En plena temporada de elecciones, los españoles estamos eligiendo a nuestros representantes en diversos ámbitos. Una vez pasadas las elecciones para el Congreso de los Diputados, y el Senado, aún nos quedan las de Cámaras Autonómicas, Diputaciones Forales, Ayuntamientos y Parlamento Europeo. Con la excepción del Senado, todas estas elecciones se resuelven con criterios proporcionales. En este artículo de divulgación, Adolfo Quirós, profesor del Departamento de Matemáticas de la UAM, nos clarifica y ayuda a acercarnos a este tema.

 

Por Adolfo Quirós Gracián

Las elecciones y las matemáticas guardan una fuerte relación, ya que su resolución depende de criterios proporcionales. Respecto al Congreso de los Diputados, la Constitución de 1978 hace dos referencias a la proporcionalidad en su artículo 68

Artículo 68. 2. La circunscripción electoral es la provincia. Las poblaciones de Ceuta y Melilla estarán representadas cada una de ellas por un Diputado. La ley distribuirá el número total de Diputados, asignando una representación mínima inicial a cada circunscripción y distribuyendo los demás en proporción a la población.

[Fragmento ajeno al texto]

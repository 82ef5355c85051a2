pub mod binder;
pub mod codec;
pub mod config;
pub mod metrics;
pub mod plan;
pub mod probe;
pub mod testing;

pub use binder::{
    AbortOnFailure, AudioBinder, CancelHandle, ErrorPolicy, NullReporter, ProgressReporter,
    SkipFailed, TracingReporter,
};
pub use codec::{AudioCodec, ConversionError, FfmpegCodec, FfmpegConfig, StatusCode};
pub use config::{
    load_settings, load_settings_from_env, load_settings_from_str, validate_settings,
    ConfigError, EngineConfig, LoggingConfig, Settings,
};
pub use plan::{
    BindResult, Channels, FailureReason, PlanError, RunConfig, Volume, VolumeOutcome, VolumePlan,
};
pub use probe::{probe_all, FfprobeProber, Prober, SourceFile};
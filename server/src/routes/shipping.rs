use axum::extract::State;
use axum::{routing::post, Json, Router};
use serde::Serialize;

use shipdesk_core::models::LabelRequest;
use shipdesk_core::{payload, validation};
use shipdesk_labels::audit::{write_audit_event, AuditEvent};

use crate::error::AppResult;
use crate::state::AppState;

pub fn router() -> Router<AppState> {
    Router::new().route("/label", post(create_label))
}

#[derive(Debug, Serialize)]
pub struct LabelResponse {
    pub success: bool,
    pub tracking_number: String,
    #[serde(skip_serializing_if = "Option::is_none")]
    pub label_url: Option<String>,
}

/// The label pipeline: validate, build the carrier payload, create the
/// shipment, persist the label. Runs once per request with no retries at
/// any stage; a failed request is resubmitted from the dashboard.
async fn create_label(
    State(state): State<AppState>,
    Json(request): Json<LabelRequest>,
) -> AppResult<Json<LabelResponse>> {
    let order_number = request
        .order_number
        .as_ref()
        .map(ToString::to_string)
        .unwrap_or_default();

    if let Err(reason) = validation::validate(&request) {
        tracing::warn!(order = %order_number, %reason, "label request rejected");
        let _ = write_audit_event(
            &AuditEvent::new("label_request_invalid", &order_number)
                .with_error(reason.to_string()),
        );
        return Err(reason.into());
    }

    let payload = payload::build_shipment_payload(
        &request,
        state.carrier_config.pickup_location.as_deref(),
    );

    let package = match state.carrier.create_shipment(&payload).await {
        Ok(package) => package,
        Err(err) => {
            let _ = write_audit_event(
                &AuditEvent::new("shipment_failed", &order_number).with_error(err.to_string()),
            );
            return Err(err.into());
        }
    };

    tracing::info!(order = %order_number, waybill = %package.waybill, "shipment created");

    let artifact = match state
        .labels
        .store(&order_number, &package.waybill, package.label.as_deref())
    {
        Ok(artifact) => artifact,
        Err(err) => {
            let _ = write_audit_event(
                &AuditEvent::new("label_store_failed", &order_number)
                    .with_waybill(package.waybill.clone())
                    .with_error(err.to_string()),
            );
            return Err(err.into());
        }
    };

    let _ = write_audit_event(
        &AuditEvent::new("label_generated", &order_number)
            .with_waybill(artifact.tracking_number.clone())
            .with_label_url(artifact.label_url.clone()),
    );

    Ok(Json(LabelResponse {
        success: true,
        tracking_number: artifact.tracking_number,
        label_url: artifact.label_url,
    }))
}
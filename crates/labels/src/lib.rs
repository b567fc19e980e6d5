pub mod audit;

use base64::Engine;
use serde::Serialize;
use std::fs;
use std::path::PathBuf;
use thiserror::Error;

/// Prefix of an inline base64-encoded PDF label.
pub const PDF_DATA_URI_PREFIX: &str = "data:application/pdf;base64,";

/// The servable result of a successful pipeline run.
#[derive(Debug, Clone, PartialEq, Serialize)]
pub struct LabelArtifact {
    /// The carrier's waybill, verbatim.
    pub tracking_number: String,
    /// Either the carrier's own URL or a locally rooted `/labels/<file>`
    /// path; absent when the carrier returned no label at all.
    #[serde(skip_serializing_if = "Option::is_none")]
    pub label_url: Option<String>,
}

#[derive(Debug, Error)]
pub enum StoreError {
    #[error("could not decode inline label data: {0}")]
    Decode(#[from] base64::DecodeError),
    #[error("could not write label file: {0}")]
    Io(#[from] std::io::Error),
}

/// Persists carrier labels and owns the public-path mapping for them.
///
/// The labels directory is append-only: every write uses a fresh file name
/// and nothing here ever mutates or deletes an existing file.
#[derive(Debug, Clone)]
pub struct LabelStore {
    dir: PathBuf,
}

impl LabelStore {
    pub fn new(dir: impl Into<PathBuf>) -> Self {
        Self { dir: dir.into() }
    }

    /// Turn a carrier package's label into a durable, servable artifact.
    ///
    /// Inline PDF data is decoded and written to disk before this returns;
    /// on a write failure the caller gets an error and no URL, so a partial
    /// file is never referenced by a success response. Anything that is not
    /// an inline PDF is assumed to already be a reachable URL and passed
    /// through without well-formedness checks (deliberate leniency, the
    /// carrier has returned several URL shapes over time).
    pub fn store(
        &self,
        order_number: &str,
        waybill: &str,
        label: Option<&str>,
    ) -> Result<LabelArtifact, StoreError> {
        let label_url = match label {
            Some(value) => Some(self.resolve_label(order_number, value)?),
            None => None,
        };

        Ok(LabelArtifact {
            tracking_number: waybill.to_string(),
            label_url,
        })
    }

    fn resolve_label(&self, order_number: &str, label: &str) -> Result<String, StoreError> {
        let Some(encoded) = label.strip_prefix(PDF_DATA_URI_PREFIX) else {
            return Ok(label.to_string());
        };

        let bytes = base64::engine::general_purpose::STANDARD.decode(encoded)?;

        // Unique enough to avoid accidental overwrite: two label requests
        // for the same order in the same millisecond would collide, which
        // the dashboard's submit flow cannot produce.
        let file_name = format!(
            "delhivery_label_{}_{}.pdf",
            sanitize(order_number),
            chrono::Utc::now().timestamp_millis()
        );

        fs::create_dir_all(&self.dir)?;
        fs::write(self.dir.join(&file_name), bytes)?;
        tracing::info!(%file_name, "label PDF written");

        Ok(format!("/labels/{file_name}"))
    }
}

/// Order numbers are caller-supplied free text; keep the file name flat.
fn sanitize(order_number: &str) -> String {
    order_number
        .chars()
        .map(|c| if c.is_ascii_alphanumeric() || c == '-' || c == '_' { c } else { '-' })
        .collect()
}
use anyhow::Result;
use chrono::Utc;
use serde::{Deserialize, Serialize};
use std::fs::OpenOptions;
use std::io::Write;
use std::path::PathBuf;

/// One line of the append-only shipping audit trail. Written for every
/// pipeline outcome so an operator can reconstruct what was sent to the
/// carrier without database access.
#[derive(Debug, Clone, Serialize, Deserialize)]
pub struct AuditEvent {
    pub timestamp: String,
    pub event_type: String,
    pub order_number: String,
    pub waybill: Option<String>,
    pub label_url: Option<String>,
    pub error: Option<String>,
}

impl AuditEvent {
    pub fn new(event_type: &str, order_number: &str) -> Self {
        Self {
            timestamp: Utc::now().to_rfc3339(),
            event_type: event_type.to_string(),
            order_number: order_number.to_string(),
            waybill: None,
            label_url: None,
            error: None,
        }
    }

    pub fn with_waybill(mut self, waybill: String) -> Self {
        self.waybill = Some(waybill);
        self
    }

    pub fn with_label_url(mut self, label_url: Option<String>) -> Self {
        self.label_url = label_url;
        self
    }

    pub fn with_error(mut self, error: String) -> Self {
        self.error = Some(error);
        self
    }
}

fn audit_log_path() -> PathBuf {
    PathBuf::from("shipping_audit.jsonl")
}

pub fn write_audit_event(event: &AuditEvent) -> Result<()> {
    let path = audit_log_path();
    let mut file = OpenOptions::new().create(true).append(true).open(&path)?;

    let json = serde_json::to_string(event)?;
    writeln!(file, "{}", json)?;
    tracing::debug!(event_type=%event.event_type, order=%event.order_number, "Audit event written");
    Ok(())
}
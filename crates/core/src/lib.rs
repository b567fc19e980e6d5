pub mod models;
pub mod payload;
pub mod validation;
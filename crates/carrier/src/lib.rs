use async_trait::async_trait;
use serde::Deserialize;
use shipdesk_core::models::ShipmentPayload;

mod error;
pub mod delhivery;
pub mod mock;

pub use error::CarrierError;

/// One created package out of a carrier response.
///
/// The pipeline only ever consumes the first package of a response; the
/// label is either a ready URL or an inline base64 data URI, and some
/// carrier deployments omit it entirely.
#[derive(Debug, Clone, Deserialize)]
pub struct CarrierPackage {
    #[serde(default)]
    pub waybill: String,
    #[serde(default)]
    pub label: Option<String>,
}

/// Outbound shipment creation. One attempt per call; retrying is the
/// caller's business (in practice the merchant just resubmits from the UI).
#[async_trait]
pub trait CarrierClient: Send + Sync {
    async fn create_shipment(
        &self,
        payload: &ShipmentPayload,
    ) -> Result<CarrierPackage, CarrierError>;
}
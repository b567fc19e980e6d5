//! Application router builder, shared by the production binary and the
//! integration tests so both run the exact same middleware stack.

use axum::http::header::{AUTHORIZATION, CONTENT_TYPE};
use axum::http::{HeaderValue, Method};
use axum::Router;
use tower_http::cors::CorsLayer;
use tower_http::services::ServeDir;
use tower_http::trace::{DefaultMakeSpan, DefaultOnResponse, TraceLayer};
use tracing::Level;

use shipdesk_config::ServerConfig;

use crate::routes;
use crate::state::AppState;

/// Build the full application [`Router`].
///
/// Generated label files are exposed read-only under `/labels`, backed by
/// the same directory the [`shipdesk_labels::LabelStore`] writes to.
pub fn build_router(state: AppState, config: &ServerConfig) -> Router {
    Router::new()
        .merge(routes::health::router())
        .nest("/api/shipping", routes::shipping::router())
        .nest_service("/labels", ServeDir::new(&config.labels_dir))
        .layer(
            TraceLayer::new_for_http()
                .make_span_with(DefaultMakeSpan::new().level(Level::INFO))
                .on_response(DefaultOnResponse::new().level(Level::INFO)),
        )
        .layer(build_cors_layer(config))
        .with_state(state)
}

/// Build the CORS layer from configuration.
///
/// With no configured origins the layer is permissive, which is what local
/// development wants. Panics at startup on an invalid origin -- we want
/// misconfiguration to fail fast.
pub fn build_cors_layer(config: &ServerConfig) -> CorsLayer {
    if config.cors_origins.is_empty() {
        return CorsLayer::permissive();
    }

    let origins: Vec<HeaderValue> = config
        .cors_origins
        .iter()
        .map(|origin| {
            origin
                .parse()
                .unwrap_or_else(|e| panic!("Invalid CORS origin '{origin}': {e}"))
        })
        .collect();

    CorsLayer::new()
        .allow_origin(origins)
        .allow_methods([Method::GET, Method::POST])
        .allow_headers([CONTENT_TYPE, AUTHORIZATION])
        .allow_credentials(true)
}
use shipdesk_carrier::CarrierClient;
use shipdesk_config::CarrierConfig;
use shipdesk_labels::LabelStore;
use std::sync::Arc;

/// Shared state available to all handlers; cheap to clone.
#[derive(Clone)]
pub struct AppState {
    /// Outbound shipment creation (real Delhivery gateway or the mock).
    pub carrier: Arc<dyn CarrierClient>,
    /// Carrier settings; the payload builder needs the pickup location.
    pub carrier_config: Arc<CarrierConfig>,
    /// Label persistence and public-path mapping.
    pub labels: Arc<LabelStore>,
}
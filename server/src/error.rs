use axum::http::StatusCode;
use axum::response::{IntoResponse, Response};
use serde_json::{json, Value};
use shipdesk_carrier::CarrierError;
use shipdesk_core::validation::ValidationError;
use shipdesk_labels::StoreError;

/// Pipeline-level error type for the label handlers.
///
/// Every stage failure is converted into exactly one JSON envelope here;
/// only the classified reason is user-visible, full context goes to the
/// server log.
#[derive(Debug, thiserror::Error)]
pub enum AppError {
    #[error(transparent)]
    Validation(#[from] ValidationError),

    #[error(transparent)]
    Carrier(#[from] CarrierError),

    #[error(transparent)]
    Store(#[from] StoreError),
}

/// Convenience alias for handler return values.
pub type AppResult<T> = Result<T, AppError>;

impl IntoResponse for AppError {
    fn into_response(self) -> Response {
        let (status, body) = match self {
            AppError::Validation(err) => (
                StatusCode::BAD_REQUEST,
                json!({ "success": false, "error": err.to_string() }),
            ),

            AppError::Carrier(err) => carrier_error_response(err),

            AppError::Store(err) => {
                tracing::error!(error = %err, "label persistence failed");
                (
                    StatusCode::INTERNAL_SERVER_ERROR,
                    json!({ "success": false, "error": "Failed to store shipping label" }),
                )
            }
        };

        (status, axum::Json(body)).into_response()
    }
}

/// Map a carrier failure to a status and envelope.
///
/// Explicit rejections are the client's problem (bad pincode, unregistered
/// warehouse) and come back as 400 with the carrier's own words plus the
/// raw response for triage. Configuration and transport failures are ours
/// and come back as 500.
fn carrier_error_response(err: CarrierError) -> (StatusCode, Value) {
    match err {
        CarrierError::Rejected { reason, response } => {
            tracing::error!(response = %response, "Delhivery rejected the shipment");
            (
                StatusCode::BAD_REQUEST,
                json!({
                    "success": false,
                    "error": reason,
                    "delhivery_response": response,
                }),
            )
        }

        CarrierError::NoShipment { response } => {
            tracing::error!(response = %response, "Delhivery reported success without a package");
            (
                StatusCode::BAD_REQUEST,
                json!({ "success": false, "error": "No shipment created" }),
            )
        }

        CarrierError::Upstream { status, body } => {
            tracing::error!(%status, %body, "Delhivery returned an error response");
            // The upstream body is often a JSON object; forward it verbatim
            // either way so the operator sees what the carrier said.
            let detail = if body.trim().is_empty() {
                Value::String("Delhivery API integration failed".to_string())
            } else {
                serde_json::from_str(&body).unwrap_or(Value::String(body))
            };
            (
                StatusCode::INTERNAL_SERVER_ERROR,
                json!({ "success": false, "error": detail }),
            )
        }

        CarrierError::NotConfigured => {
            tracing::error!("carrier API URL missing from environment");
            (
                StatusCode::INTERNAL_SERVER_ERROR,
                json!({ "success": false, "error": "Delhivery API integration failed" }),
            )
        }

        other => {
            tracing::error!(error = %other, "carrier call failed");
            (
                StatusCode::INTERNAL_SERVER_ERROR,
                json!({ "success": false, "error": "Delhivery API integration failed" }),
            )
        }
    }
}
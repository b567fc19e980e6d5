pub mod error;
pub mod router;
pub mod routes;
pub mod state;
// SPDX-License-Identifier: BUSL-1.1
// Copyright (c) 2026 Alfred Jean LLC

//! `execute` options (§4.4, §6) — each field maps to a well-defined agent
//! CLI flag. Unknown values are rejected before spawn.

use serde::{Deserialize, Serialize};

use crate::error::{ErrorKind, GatewayError};

/// `--permission-mode` values accepted by the agent CLI.
#[derive(Debug, Clone, Copy, PartialEq, Eq, Serialize, Deserialize)]
#[serde(rename_all = "kebab-case")]
pub enum PermissionMode {
    Default,
    AcceptEdits,
    BypassPermissions,
    Plan,
}

impl PermissionMode {
    pub fn as_flag(&self) -> &'static str {
        match self {
            PermissionMode::Default => "default",
            PermissionMode::AcceptEdits => "acceptEdits",
            PermissionMode::BypassPermissions => "bypassPermissions",
            PermissionMode::Plan => "plan",
        }
    }
}

/// Optional fields accompanying an `execute` request.
///
/// Every field here has a direct, single-purpose CLI flag on the agent
/// binary; there is no free-form passthrough. `deny_unknown_fields` makes
/// an unrecognized option key a deserialize error rather than a silent
/// no-op (§6: "unrecognized options fail with `invalid_parameter`").
#[derive(Debug, Clone, Default, Serialize, Deserialize)]
#[serde(deny_unknown_fields)]
pub struct ExecuteOptions {
    #[serde(default, skip_serializing_if = "Option::is_none")]
    pub permission_mode: Option<PermissionMode>,
    #[serde(default, skip_serializing_if = "Vec::is_empty")]
    pub allowed_tools: Vec<String>,
    #[serde(default, skip_serializing_if = "Vec::is_empty")]
    pub disallowed_tools: Vec<String>,
    #[serde(default, skip_serializing_if = "Option::is_none")]
    pub model: Option<String>,
    #[serde(default, skip_serializing_if = "Vec::is_empty")]
    pub add_dirs: Vec<String>,
    #[serde(default, skip_serializing_if = "Option::is_none")]
    pub system_prompt: Option<String>,
    #[serde(default, skip_serializing_if = "Option::is_none")]
    pub mcp_config_path: Option<String>,
    #[serde(default)]
    pub strict_mcp: bool,
}

impl ExecuteOptions {
    /// Build the CLI argument vector for these options, in a fixed order.
    /// `session_id`, when present, appends the continuation flag.
    pub fn to_args(&self, session_id: Option<&str>) -> Vec<String> {
        let mut args = Vec::new();

        if let Some(mode) = self.permission_mode {
            args.push("--permission-mode".to_string());
            args.push(mode.as_flag().to_string());
        }
        if !self.allowed_tools.is_empty() {
            args.push("--allowed-tools".to_string());
            args.push(self.allowed_tools.join(","));
        }
        if !self.disallowed_tools.is_empty() {
            args.push("--disallowed-tools".to_string());
            args.push(self.disallowed_tools.join(","));
        }
        if let Some(model) = &self.model {
            args.push("--model".to_string());
            args.push(model.clone());
        }
        for dir in &self.add_dirs {
            args.push("--add-dir".to_string());
            args.push(dir.clone());
        }
        if let Some(prompt) = &self.system_prompt {
            args.push("--append-system-prompt".to_string());
            args.push(prompt.clone());
        }
        if let Some(path) = &self.mcp_config_path {
            args.push("--mcp-config".to_string());
            args.push(path.clone());
        }
        if self.strict_mcp {
            args.push("--strict-mcp-config".to_string());
        }
        if let Some(session_id) = session_id {
            args.push("-c".to_string());
            args.push(session_id.to_string());
        }

        args
    }

    /// Validate field shapes that serde's type system can't already
    /// enforce (non-empty tool names, a plausible model id, etc.).
    pub fn validate(&self) -> Result<(), GatewayError> {
        let empty_name = self
            .allowed_tools
            .iter()
            .chain(self.disallowed_tools.iter())
            .any(|name| name.trim().is_empty());
        if empty_name {
            return Err(GatewayError::new(
                ErrorKind::InvalidParameter,
                "tool names must not be empty",
            ));
        }
        if let Some(model) = &self.model {
            if model.trim().is_empty() {
                return Err(GatewayError::new(ErrorKind::InvalidParameter, "model must not be empty"));
            }
        }
        if let Some(path) = &self.mcp_config_path {
            if path.trim().is_empty() {
                return Err(GatewayError::new(
                    ErrorKind::InvalidParameter,
                    "mcp_config_path must not be empty",
                ));
            }
        }
        Ok(())
    }
}

#[cfg(test)]
#[path = "options_tests.rs"]
mod tests;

Artículo 68. 3. La elección se verificará en cada circunscripción atendiendo a criterios de representación proporcional.

 

¿Qué es un reparto proporcional?

 

Simplemente, el que atribuye a cada partido una cantidad de escaños que se calcula mediante una regla de tres a partir de los votos que recibe, los votos totales emitidos y los escaños a repartir. Es decir:

escaños del partido = votos al partido x (nº de escaños a repartir / nº total de votos).

El número de escaños que corresponden a un partido por esta regla se llama la cuota del partido.

Por ejemplo, en las elecciones de junio de 2016, el PP obtuvo en la circunscripción de Madrid 1.325.665 votos de un total de 3.447.658 que lograron el conjunto de los partidos que se presentaban. Como se repartían 36 escaños su cuota fue

Cuota del PP = 1.325.665 x (36 / 3.447.658) = 13,84 diputados.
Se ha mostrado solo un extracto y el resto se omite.